(Saved data entries)
****

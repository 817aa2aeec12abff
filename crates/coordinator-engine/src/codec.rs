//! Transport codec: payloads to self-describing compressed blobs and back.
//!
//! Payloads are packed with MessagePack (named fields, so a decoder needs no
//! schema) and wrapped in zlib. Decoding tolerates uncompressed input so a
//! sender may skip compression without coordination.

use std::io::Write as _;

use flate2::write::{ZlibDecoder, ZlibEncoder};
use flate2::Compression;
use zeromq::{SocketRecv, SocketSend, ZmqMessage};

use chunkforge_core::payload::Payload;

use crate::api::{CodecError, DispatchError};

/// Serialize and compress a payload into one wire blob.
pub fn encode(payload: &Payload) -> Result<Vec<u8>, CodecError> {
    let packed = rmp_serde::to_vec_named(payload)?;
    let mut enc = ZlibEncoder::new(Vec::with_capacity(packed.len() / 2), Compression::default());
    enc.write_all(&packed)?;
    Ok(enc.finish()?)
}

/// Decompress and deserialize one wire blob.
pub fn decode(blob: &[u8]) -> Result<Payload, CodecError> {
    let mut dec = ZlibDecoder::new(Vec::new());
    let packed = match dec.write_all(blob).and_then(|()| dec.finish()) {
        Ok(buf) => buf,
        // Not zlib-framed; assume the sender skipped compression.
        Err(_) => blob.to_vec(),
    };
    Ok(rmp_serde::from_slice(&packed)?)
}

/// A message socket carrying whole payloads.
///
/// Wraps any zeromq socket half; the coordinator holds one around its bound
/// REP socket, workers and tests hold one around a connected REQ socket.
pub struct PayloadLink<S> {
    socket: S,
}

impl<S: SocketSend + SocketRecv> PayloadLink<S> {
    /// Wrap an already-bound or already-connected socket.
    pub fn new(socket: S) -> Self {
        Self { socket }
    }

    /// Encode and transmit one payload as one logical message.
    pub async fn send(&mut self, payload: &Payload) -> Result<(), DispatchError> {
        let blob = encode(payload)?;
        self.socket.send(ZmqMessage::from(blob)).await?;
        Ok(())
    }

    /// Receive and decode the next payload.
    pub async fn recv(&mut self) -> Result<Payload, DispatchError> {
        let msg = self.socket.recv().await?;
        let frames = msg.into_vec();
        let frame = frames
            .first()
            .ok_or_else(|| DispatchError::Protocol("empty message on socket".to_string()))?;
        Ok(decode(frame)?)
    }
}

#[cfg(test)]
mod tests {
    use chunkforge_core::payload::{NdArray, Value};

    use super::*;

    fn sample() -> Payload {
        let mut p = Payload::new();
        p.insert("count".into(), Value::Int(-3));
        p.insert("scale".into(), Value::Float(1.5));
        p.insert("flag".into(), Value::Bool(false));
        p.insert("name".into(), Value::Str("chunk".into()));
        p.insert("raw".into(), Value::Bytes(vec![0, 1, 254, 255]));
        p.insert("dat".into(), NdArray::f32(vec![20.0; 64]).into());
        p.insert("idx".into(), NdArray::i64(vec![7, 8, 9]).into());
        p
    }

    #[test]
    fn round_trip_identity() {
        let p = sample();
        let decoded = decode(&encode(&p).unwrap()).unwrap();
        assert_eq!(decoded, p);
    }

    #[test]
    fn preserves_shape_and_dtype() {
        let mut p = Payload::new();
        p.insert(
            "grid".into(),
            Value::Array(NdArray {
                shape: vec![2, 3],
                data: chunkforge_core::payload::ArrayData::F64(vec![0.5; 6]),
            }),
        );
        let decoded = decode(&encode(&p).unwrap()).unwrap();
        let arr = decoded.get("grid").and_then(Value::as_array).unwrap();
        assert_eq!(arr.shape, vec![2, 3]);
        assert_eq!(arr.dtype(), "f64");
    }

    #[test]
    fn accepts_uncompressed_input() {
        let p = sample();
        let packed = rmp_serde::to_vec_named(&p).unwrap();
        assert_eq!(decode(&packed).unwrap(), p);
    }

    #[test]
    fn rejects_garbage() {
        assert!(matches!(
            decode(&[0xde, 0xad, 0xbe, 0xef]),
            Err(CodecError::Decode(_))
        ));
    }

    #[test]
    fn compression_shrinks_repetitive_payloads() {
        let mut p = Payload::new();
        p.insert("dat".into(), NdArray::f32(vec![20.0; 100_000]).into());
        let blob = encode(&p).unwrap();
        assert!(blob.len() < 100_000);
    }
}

****

• **DIRECTIONS FOR THIS TASK**
Run a filter over the data above and keep each line that contains the word "packed".

• **SOLUTION BELOW**
//! Payloads are packed with MessagePack (named fields, so a decoder needs no
    let packed = rmp_serde::to_vec_named(payload)?;
    let mut enc = ZlibEncoder::new(Vec::with_capacity(packed.len() / 2), Compression::default());
    enc.write_all(&packed)?;
    let packed = match dec.write_all(blob).and_then(|()| dec.finish()) {
    Ok(rmp_serde::from_slice(&packed)?)
        let packed = rmp_serde::to_vec_named(&p).unwrap();
        assert_eq!(decode(&packed).unwrap(), p);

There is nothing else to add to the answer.